» **Activity**
Lines from the entries below that hold "PodTemplate" form the answer; copy all of them.

*****

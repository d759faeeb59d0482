//! Graph assembly
//!
//! Seeds one node per resource, builds the label index once, runs every
//! analyzer over every resource in the fixed analyzer order, then collapses
//! duplicate edges.

use std::collections::HashSet;

use crate::models::Resource;

use super::analyzers::{AnalysisContext, Analyzer};
use super::dependency_graph::DependencyGraph;
use super::label_index::LabelIndex;

/// Build the dependency graph for a static snapshot of resources.
///
/// Never fails: references that cannot be interpreted contribute no edge.
pub fn build_dependency_graph(resources: &[Resource]) -> DependencyGraph {
    let mut graph = DependencyGraph::new();
    for resource in resources {
        graph.add_node(resource.id());
    }

    let index = LabelIndex::build(resources);
    let ctx = AnalysisContext {
        resources,
        index: &index,
    };

    for analyzer in Analyzer::all() {
        let before = graph.edge_count();
        for resource in ctx.resources {
            analyzer.analyze(resource, &ctx, &mut graph);
        }
        tracing::debug!(
            "Analyzer {} emitted {} edges",
            analyzer,
            graph.edge_count() - before
        );
    }

    graph.dedup_edges();

    let stats = graph.stats();
    tracing::info!(
        "Built dependency graph: {} resources, {} nodes, {} edges",
        resources.len(),
        stats.nodes,
        stats.edges
    );
    for (reason, count) in &stats.by_reason {
        tracing::info!("  {}: {}", reason, count);
    }

    graph
}

/// Drop resources whose kind is in `excluded` (exact, case-sensitive match)
pub fn exclude_kinds(resources: Vec<Resource>, excluded: &[String]) -> Vec<Resource> {
    if excluded.is_empty() {
        return resources;
    }
    let excluded: HashSet<&str> = excluded.iter().map(String::as_str).collect();
    let before = resources.len();
    let kept: Vec<Resource> = resources
        .into_iter()
        .filter(|resource| !excluded.contains(resource.kind()))
        .collect();
    tracing::debug!("Excluded {} resources by kind", before - kept.len());
    kept
}
//! Edge data structures

use std::fmt;
use std::str::FromStr;

use serde::{Deserialize, Serialize};

/// Why one resource depends on another
#[derive(Debug, Clone, Copy, PartialEq, Eq, Hash, PartialOrd, Ord, Serialize, Deserialize)]
#[serde(rename_all = "camelCase")]
pub enum Reason {
    /// Parent is listed in the child's `metadata.ownerReferences`
    OwnerRef,
    /// Service `spec.selector` matches the child's labels
    Selector,
    /// NetworkPolicy `spec.podSelector` matches the child's labels
    PodSelector,
    /// PodDisruptionBudget `spec.selector` matches the child's labels
    PdbSelector,
    /// Ingress rule path routes to the child Service
    IngressBackend,
    /// Ingress TLS entry terminates with the child Secret
    TlsSecret,
    /// Autoscaler scales the child
    ScaleTargetRef,
    /// Pod template mounts or reads the child Secret
    SecretRef,
    /// Pod template mounts or reads the child ConfigMap
    ConfigMapRef,
    /// Pod template mounts the child PersistentVolumeClaim
    PvcRef,
    /// Pod template runs as the child ServiceAccount
    ServiceAccountName,
}

impl Reason {
    /// Label used on rendered edges
    pub fn as_str(&self) -> &'static str {
        match self {
            Reason::OwnerRef => "ownerRef",
            Reason::Selector => "selector",
            Reason::PodSelector => "podSelector",
            Reason::PdbSelector => "pdbSelector",
            Reason::IngressBackend => "ingressBackend",
            Reason::TlsSecret => "tlsSecret",
            Reason::ScaleTargetRef => "scaleTargetRef",
            Reason::SecretRef => "secretRef",
            Reason::ConfigMapRef => "configMapRef",
            Reason::PvcRef => "pvcRef",
            Reason::ServiceAccountName => "serviceAccountName",
        }
    }

    pub fn all() -> &'static [Self] {
        &[
            Reason::OwnerRef,
            Reason::Selector,
            Reason::PodSelector,
            Reason::PdbSelector,
            Reason::IngressBackend,
            Reason::TlsSecret,
            Reason::ScaleTargetRef,
            Reason::SecretRef,
            Reason::ConfigMapRef,
            Reason::PvcRef,
            Reason::ServiceAccountName,
        ]
    }
}

impl fmt::Display for Reason {
    fn fmt(&self, f: &mut fmt::Formatter<'_>) -> fmt::Result {
        write!(f, "{}", self.as_str())
    }
}

impl FromStr for Reason {
    type Err = String;

    fn from_str(s: &str) -> Result<Self, Self::Err> {
        Reason::all()
            .iter()
            .copied()
            .find(|reason| reason.as_str() == s)
            .ok_or_else(|| format!("Unknown edge reason: {}", s))
    }
}

/// An outgoing edge: the owning parent depends on `child_id` because of `reason`
#[derive(Debug, Clone, PartialEq, Eq, Hash)]
pub struct Edge {
    pub child_id: String,
    pub reason: Reason,
}

impl Edge {
    pub fn new(child_id: impl Into<String>, reason: Reason) -> Self {
        Self {
            child_id: child_id.into(),
            reason,
        }
    }
}

#[cfg(test)]
mod tests {
    use super::*;

    #[test]
    fn test_serde_names_match_labels() {
        for reason in Reason::all() {
            let json = serde_json::to_value(reason).unwrap();
            assert_eq!(json, serde_json::Value::String(reason.as_str().to_string()));
            assert_eq!(reason.as_str().parse::<Reason>(), Ok(*reason));
        }
    }
}
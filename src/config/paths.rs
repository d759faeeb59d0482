//! Configuration directory resolution

use std::path::{Path, PathBuf};

use directories::ProjectDirs;

/// Get the configuration directory path
///
/// `KUBEGRAPH_CONFIG_DIR`, then `$XDG_CONFIG_HOME/kubegraph`, then the
/// platform config directory.
pub fn config_dir() -> PathBuf {
    resolve_config_dir(
        std::env::var_os("KUBEGRAPH_CONFIG_DIR").map(PathBuf::from),
        std::env::var_os("XDG_CONFIG_HOME").map(PathBuf::from),
    )
}

fn resolve_config_dir(explicit: Option<PathBuf>, xdg_config_home: Option<PathBuf>) -> PathBuf {
    explicit
        .or_else(|| xdg_config_home.map(|home| home.join("kubegraph")))
        .or_else(|| ProjectDirs::from("", "", "kubegraph").map(|dirs| dirs.config_dir().to_path_buf()))
        .unwrap_or_else(|| PathBuf::from(".config").join("kubegraph"))
}

/// Get the root configuration file path
pub fn root_config_path() -> PathBuf {
    config_dir().join("config.yaml")
}

/// Ensure a directory exists, creating it if necessary
pub fn ensure_dir(path: &Path) -> std::io::Result<()> {
    if !path.exists() {
        std::fs::create_dir_all(path)?;
    }
    Ok(())
}
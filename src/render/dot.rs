//! Graphviz DOT renderer

use std::fmt::Write;

use crate::graph::DependencyGraph;
use crate::models::Category;

use super::Palette;

/// Render the edge-participating part of `graph` as DOT.
///
/// Isolated nodes are left out. A legend of the categories actually drawn is
/// pinned to the sink rank.
pub fn render_dot(graph: &DependencyGraph, palette: &Palette) -> String {
    let nodes = graph.connected_nodes();
    let mut out = String::new();

    out.push_str("digraph G {\n");
    out.push_str("  rankdir=\"LR\";\n");
    out.push_str("  node [shape=box, style=filled];\n");

    for node in &nodes {
        let _ = writeln!(
            out,
            "  {} [fillcolor=\"{}\"];",
            quote(node),
            palette.node_color(node)
        );
    }

    for (parent, edge) in graph.iter_edges() {
        let _ = writeln!(
            out,
            "  {} -> {} [label=\"{}\"];",
            quote(parent),
            quote(&edge.child_id),
            edge.reason
        );
    }

    let categories = palette.present_categories(nodes.iter().copied());
    if !categories.is_empty() {
        write_legend(&mut out, &categories, palette);
    }

    out.push_str("}\n");
    out
}

fn write_legend(out: &mut String, categories: &[Category], palette: &Palette) {
    out.push_str("  legend [shape=plaintext, fillcolor=\"#ffffff\", label=<\n");
    out.push_str("    <TABLE BORDER=\"0\" CELLBORDER=\"1\" CELLSPACING=\"0\" CELLPADDING=\"4\">\n");
    out.push_str("      <TR><TD COLSPAN=\"2\"><B>Legend</B></TD></TR>\n");
    for category in categories {
        let _ = writeln!(
            out,
            "      <TR><TD BGCOLOR=\"{}\">&nbsp;&nbsp;&nbsp;</TD><TD>{}</TD></TR>",
            palette.color(*category),
            category.label().replace('&', "&amp;")
        );
    }
    out.push_str("    </TABLE>\n");
    out.push_str("  >];\n");
    out.push_str("  { rank=sink; legend; }\n");
}

/// Double-quoted DOT identifier
fn quote(id: &str) -> String {
    format!("\"{}\"", id.replace('\\', "\\\\").replace('"', "\\\""))
}
//! Reference analyzers
//!
//! Each analyzer discovers one category of inter-resource reference and
//! appends edges to the graph. They are independent of one another; the fixed
//! order in [`Analyzer::all`] only determines the first-seen order of edges.

mod autoscaler;
mod ingress;
mod label_selector;
mod ownership;
mod pod_template;

use std::fmt;

use crate::models::{FieldError, Resource};

use super::dependency_graph::DependencyGraph;
use super::label_index::LabelIndex;

/// Shared read-only inputs for one assembly run
pub struct AnalysisContext<'a> {
    /// The full resource collection
    pub resources: &'a [Resource],
    /// Label index over `resources`
    pub index: &'a LabelIndex<'a>,
}

/// The reference analyzers, in execution order
#[derive(Debug, Clone, Copy, PartialEq, Eq)]
pub enum Analyzer {
    Ownership,
    LabelSelector,
    Ingress,
    Autoscaler,
    PodTemplate,
}

impl Analyzer {
    /// Every analyzer in the order graph assembly runs them
    pub fn all() -> &'static [Self] {
        &[
            Analyzer::Ownership,
            Analyzer::LabelSelector,
            Analyzer::Ingress,
            Analyzer::Autoscaler,
            Analyzer::PodTemplate,
        ]
    }

    pub fn name(&self) -> &'static str {
        match self {
            Analyzer::Ownership => "ownership",
            Analyzer::LabelSelector => "label-selector",
            Analyzer::Ingress => "ingress",
            Analyzer::Autoscaler => "autoscaler",
            Analyzer::PodTemplate => "pod-template",
        }
    }

    /// Discover this analyzer's references from `resource` and add them to `graph`
    pub fn analyze(&self, resource: &Resource, ctx: &AnalysisContext<'_>, graph: &mut DependencyGraph) {
        match self {
            Analyzer::Ownership => ownership::analyze(resource, graph),
            Analyzer::LabelSelector => label_selector::analyze(resource, ctx.index, graph),
            Analyzer::Ingress => ingress::analyze(resource, graph),
            Analyzer::Autoscaler => autoscaler::analyze(resource, graph),
            Analyzer::PodTemplate => pod_template::analyze(resource, graph),
        }
    }
}

impl fmt::Display for Analyzer {
    fn fmt(&self, f: &mut fmt::Formatter<'_>) -> fmt::Result {
        write!(f, "{}", self.name())
    }
}

/// Turn a field lookup into "use it or skip it".
///
/// Absence yields `None` silently; a shape mismatch yields `None` and a
/// debug log naming the resource, so only that one reference is lost.
fn present<T>(resource: &Resource, lookup: Result<Option<T>, FieldError>) -> Option<T> {
    match lookup {
        Ok(value) => value,
        Err(e) => {
            tracing::debug!("{}: skipping reference: {}", resource.id(), e);
            None
        }
    }
}
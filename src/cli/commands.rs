//! CLI command handlers

use anyhow::{Context, Result};
use clap::Subcommand;
use tokio::io::AsyncWriteExt;

use crate::config::{self, Config, ConfigLoader, paths};
use crate::graph::{build_dependency_graph, exclude_kinds};
use crate::render::{render_dot, render_image, render_text};
use crate::source::ResourceSource;

use super::RenderArgs;

/// Configuration management subcommands
#[derive(Subcommand, Debug)]
pub enum ConfigSubcommand {
    /// Get configuration value
    Get {
        /// Configuration key (e.g., "defaultFormat", "palette.workloads")
        key: Option<String>,
    },
    /// Set configuration value
    Set {
        /// Configuration key (e.g., "defaultFormat", "palette.workloads")
        key: String,
        /// Configuration value
        value: String,
    },
    /// List all configuration
    List,
    /// Show configuration file path
    Path,
    /// Validate configuration
    Validate,
}

/// Handle configuration subcommands
pub async fn handle_config_command(cmd: ConfigSubcommand) -> Result<()> {
    match cmd {
        ConfigSubcommand::Get { key } => {
            let config = ConfigLoader::load().context("Failed to load configuration")?;

            if let Some(key) = key {
                let value = config::get_config_value(&config, &key)?;
                println!("{}", value);
            } else {
                let yaml =
                    serde_yaml::to_string(&config).context("Failed to serialize configuration")?;
                print!("{}", yaml);
            }
        }
        ConfigSubcommand::Set { key, value } => {
            // Start from the file alone so environment overrides are not persisted
            let path = paths::root_config_path();
            let mut config = if path.exists() {
                ConfigLoader::load_file(&path)?
            } else {
                ConfigLoader::load_defaults()
            };

            config::set_config_value(&mut config, &key, &value)
                .with_context(|| format!("Failed to set {} = {}", key, value))?;

            ConfigLoader::save_root(&config).context("Failed to save configuration")?;
            println!("Configuration saved");
        }
        ConfigSubcommand::List => {
            let config = ConfigLoader::load().context("Failed to load configuration")?;
            let yaml =
                serde_yaml::to_string(&config).context("Failed to serialize configuration")?;
            print!("{}", yaml);
        }
        ConfigSubcommand::Path => {
            println!("{}", paths::root_config_path().display());
        }
        ConfigSubcommand::Validate => match ConfigLoader::validate(&paths::root_config_path()) {
            Ok(()) => {
                println!("Configuration is valid");
            }
            Err(e) => {
                eprintln!("Configuration validation failed: {:#}", e);
                std::process::exit(1);
            }
        },
    }

    Ok(())
}

/// Load, assemble and render: the bytes that a graph command outputs
pub async fn render_graph(
    source: &dyn ResourceSource,
    args: &RenderArgs,
    config: &Config,
) -> Result<Vec<u8>> {
    let format = args.format.unwrap_or(config.default_format);
    if format.is_image() && args.output.is_none() {
        anyhow::bail!("{} output is binary; write it to a file with --output", format);
    }
    let palette = config::build_palette(config).context("Invalid palette configuration")?;

    tracing::info!("Loading resources from {}", source.describe());
    let resources = source
        .load()
        .await
        .with_context(|| format!("Failed to load {}", source.describe()))?;

    let mut excluded = config.exclude_kinds.clone();
    excluded.extend(args.exclude_kinds.iter().cloned());
    let resources = exclude_kinds(resources, &excluded);

    let mut graph = build_dependency_graph(&resources);
    if let Some(focus) = &args.focus {
        graph = graph
            .focus(focus)
            .with_context(|| format!("Focus node {} is not in the graph", focus))?;
    }

    if format.is_image() {
        let dot = render_dot(&graph, &palette);
        return render_image(&dot, format, &config.renderer.dot_binary)
            .await
            .context("Failed to render image");
    }
    Ok(render_text(&graph, format, &palette)?.into_bytes())
}

/// Run a graph command and write its output to `--output` or stdout
pub async fn run_graph(source: &dyn ResourceSource, args: &RenderArgs, config: &Config) -> Result<()> {
    let bytes = render_graph(source, args, config).await?;

    match &args.output {
        Some(path) => {
            tokio::fs::write(path, &bytes)
                .await
                .with_context(|| format!("Failed to write {}", path.display()))?;
            tracing::info!("Wrote {} bytes to {}", bytes.len(), path.display());
        }
        None => {
            let mut stdout = tokio::io::stdout();
            stdout
                .write_all(&bytes)
                .await
                .context("Failed to write to stdout")?;
            stdout.flush().await.context("Failed to flush stdout")?;
        }
    }
    Ok(())
}
//! Logging initialization

use std::path::PathBuf;

use anyhow::{Context, Result};

/// Initialize logging based on debug flag
///
/// With `debug`, everything down to debug level goes to a temp file whose
/// path is returned. Otherwise warnings go to stderr, filtered by `RUST_LOG`.
pub fn init_logging(debug: bool) -> Result<Option<PathBuf>> {
    if !debug {
        tracing_subscriber::fmt()
            .with_writer(std::io::stderr)
            .with_env_filter(
                tracing_subscriber::EnvFilter::try_from_default_env()
                    .unwrap_or_else(|_| tracing_subscriber::EnvFilter::new("warn")),
            )
            .with_target(false)
            .init();
        return Ok(None);
    }

    // Named temp file that outlives this process for post-mortem reading
    let temp_file = tempfile::Builder::new()
        .prefix("kubegraph-")
        .suffix(".log")
        .tempfile()
        .map(|f| {
            let path = f.path().to_path_buf();
            // Leak the handle so the file is not deleted on drop
            std::mem::forget(f);
            path
        })
        .unwrap_or_else(|_| {
            std::env::temp_dir().join(format!("kubegraph-{}.log", std::process::id()))
        });

    let file = std::fs::OpenOptions::new()
        .create(true)
        .truncate(true)
        .write(true)
        .open(&temp_file)
        .with_context(|| format!("Failed to open log file: {}", temp_file.display()))?;

    tracing_subscriber::fmt()
        .with_writer(file)
        .with_env_filter(
            tracing_subscriber::EnvFilter::try_from_default_env()
                .unwrap_or_else(|_| tracing_subscriber::EnvFilter::new("debug")),
        )
        .with_ansi(false) // No ANSI codes in log file
        .with_target(true)
        .with_file(true)
        .with_line_number(true)
        .init();

    Ok(Some(temp_file))
}
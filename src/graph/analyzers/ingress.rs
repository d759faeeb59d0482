//! Ingress backend and TLS secret edges

use serde_json::Value;

use crate::graph::dependency_graph::DependencyGraph;
use crate::graph::models::{Edge, Reason};
use crate::models::{FieldAccess, Resource, ResourceKind, node_id};

use super::present;

pub(super) fn analyze(resource: &Resource, graph: &mut DependencyGraph) {
    if resource.known_kind() != Some(ResourceKind::Ingress) {
        return;
    }
    let parent = resource.id();

    // Default backend first, then one per rule path
    for path in [&["spec", "defaultBackend"][..], &["spec", "backend"][..]] {
        let service = present(resource, resource.field(path))
            .and_then(|backend| backend_service(resource, backend));
        if let Some(service) = service {
            graph.add_edge(
                parent.as_str(),
                Edge::new(node_id("Service", service), Reason::IngressBackend),
            );
        }
    }

    for rule in present(resource, resource.array_field(&["spec", "rules"]))
        .into_iter()
        .flatten()
    {
        for http_path in present(resource, rule.array_field(&["http", "paths"]))
            .into_iter()
            .flatten()
        {
            let Some(backend) = present(resource, http_path.field(&["backend"])) else {
                continue;
            };
            if let Some(service) = backend_service(resource, backend) {
                graph.add_edge(
                    parent.as_str(),
                    Edge::new(node_id("Service", service), Reason::IngressBackend),
                );
            }
        }
    }

    for tls in present(resource, resource.array_field(&["spec", "tls"]))
        .into_iter()
        .flatten()
    {
        if let Some(secret) = present(resource, tls.non_empty_str_field(&["secretName"])) {
            graph.add_edge(
                parent.as_str(),
                Edge::new(node_id("Secret", secret), Reason::TlsSecret),
            );
        }
    }
}

/// Service name of a backend in either the `networking.k8s.io/v1` shape
/// (`service.name`) or the legacy `extensions/v1beta1` shape (`serviceName`).
/// Resource backends have neither and yield `None`.
fn backend_service<'v>(resource: &Resource, backend: &'v Value) -> Option<&'v str> {
    present(resource, backend.non_empty_str_field(&["service", "name"]))
        .or_else(|| present(resource, backend.non_empty_str_field(&["serviceName"])))
}
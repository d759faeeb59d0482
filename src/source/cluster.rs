//! Live cluster listing
//!
//! Lists a fixed set of standard namespaced kinds through the Kubernetes API.
//! Uses the default kubeconfig loading strategy:
//! 1. In-cluster config (if running in a pod)
//! 2. KUBECONFIG environment variable
//! 3. ~/.kube/config
//!
//! Kinds the caller is not allowed to list are skipped with a warning so a
//! restricted account still gets a partial graph.

use async_trait::async_trait;
use k8s_openapi::api::apps::v1::{DaemonSet, Deployment, ReplicaSet, StatefulSet};
use k8s_openapi::api::autoscaling::v2::HorizontalPodAutoscaler;
use k8s_openapi::api::batch::v1::{CronJob, Job};
use k8s_openapi::api::core::v1::{
    ConfigMap, PersistentVolumeClaim, Pod, Secret, Service, ServiceAccount,
};
use k8s_openapi::api::networking::v1::{Ingress, NetworkPolicy};
use k8s_openapi::api::policy::v1::PodDisruptionBudget;
use kube::api::ListParams;
use kube::{Api, Client, Config};

use crate::models::{Resource, ResourceKind};

use super::{ResourceSource, SourceError};

/// Kinds listed from the cluster, in listing order
pub const LISTED_KINDS: [ResourceKind; 16] = [
    ResourceKind::Pod,
    ResourceKind::Deployment,
    ResourceKind::DaemonSet,
    ResourceKind::StatefulSet,
    ResourceKind::ReplicaSet,
    ResourceKind::Job,
    ResourceKind::CronJob,
    ResourceKind::Service,
    ResourceKind::Ingress,
    ResourceKind::NetworkPolicy,
    ResourceKind::PodDisruptionBudget,
    ResourceKind::HorizontalPodAutoscaler,
    ResourceKind::ConfigMap,
    ResourceKind::Secret,
    ResourceKind::PersistentVolumeClaim,
    ResourceKind::ServiceAccount,
];

/// Resources listed from the current kubeconfig context
#[derive(Debug, Clone, Default)]
pub struct ClusterSource {
    /// `None` lists across all namespaces
    namespace: Option<String>,
}

impl ClusterSource {
    pub fn new(namespace: Option<String>) -> Self {
        Self { namespace }
    }

    async fn client(&self) -> Result<Client, SourceError> {
        let config = Config::infer()
            .await
            .map_err(|e| SourceError::ClusterConfig(e.to_string()))?;
        tracing::debug!("Connecting to cluster at {}", config.cluster_url);
        Ok(Client::try_from(config)?)
    }

    async fn list_kind(&self, client: &Client, kind: ResourceKind) -> Result<Vec<Resource>, SourceError> {
        let namespace = self.namespace.as_deref();

        macro_rules! list_resources {
            ($type:ty) => {{
                let api: Api<$type> = match namespace {
                    Some(namespace) => Api::namespaced(client.clone(), namespace),
                    None => Api::all(client.clone()),
                };
                let list = api.list(&ListParams::default()).await?;
                list.items
                    .iter()
                    .filter_map(|obj| to_resource(kind, serde_json::to_value(obj)))
                    .collect()
            }};
        }

        let resources = match kind {
            ResourceKind::Pod => list_resources!(Pod),
            ResourceKind::Deployment => list_resources!(Deployment),
            ResourceKind::DaemonSet => list_resources!(DaemonSet),
            ResourceKind::StatefulSet => list_resources!(StatefulSet),
            ResourceKind::ReplicaSet => list_resources!(ReplicaSet),
            ResourceKind::Job => list_resources!(Job),
            ResourceKind::CronJob => list_resources!(CronJob),
            ResourceKind::Service => list_resources!(Service),
            ResourceKind::Ingress => list_resources!(Ingress),
            ResourceKind::NetworkPolicy => list_resources!(NetworkPolicy),
            ResourceKind::PodDisruptionBudget => list_resources!(PodDisruptionBudget),
            ResourceKind::HorizontalPodAutoscaler => list_resources!(HorizontalPodAutoscaler),
            ResourceKind::ConfigMap => list_resources!(ConfigMap),
            ResourceKind::Secret => list_resources!(Secret),
            ResourceKind::PersistentVolumeClaim => list_resources!(PersistentVolumeClaim),
            ResourceKind::ServiceAccount => list_resources!(ServiceAccount),
            other => {
                tracing::debug!("{} is not listed from the cluster", other);
                Vec::new()
            }
        };
        Ok(resources)
    }
}

/// Typed objects serialise with `apiVersion` and `kind`, so they decode like
/// any manifest document.
fn to_resource(kind: ResourceKind, value: serde_json::Result<serde_json::Value>) -> Option<Resource> {
    let value = value
        .map_err(|e| tracing::warn!("Failed to serialize {}: {}", kind, e))
        .ok()?;
    Resource::from_value(value)
        .map_err(|e| tracing::warn!("Skipping {}: {}", kind, e))
        .ok()
}

#[async_trait]
impl ResourceSource for ClusterSource {
    async fn load(&self) -> Result<Vec<Resource>, SourceError> {
        let client = self.client().await?;
        let mut resources = Vec::new();
        for kind in LISTED_KINDS {
            match self.list_kind(&client, kind).await {
                Ok(listed) => {
                    tracing::debug!("Listed {} {} resources", listed.len(), kind);
                    resources.extend(listed);
                }
                Err(e) => tracing::warn!("Skipping {}: {}", kind, e),
            }
        }
        Ok(resources)
    }

    fn describe(&self) -> String {
        match &self.namespace {
            Some(namespace) => format!("cluster namespace {}", namespace),
            None => "cluster (all namespaces)".to_string(),
        }
    }
}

*****

» **Written solution**
    PodTemplate,
            Analyzer::PodTemplate,
            Analyzer::PodTemplate => "pod-template",
            Analyzer::PodTemplate => pod_template::analyze(resource, graph),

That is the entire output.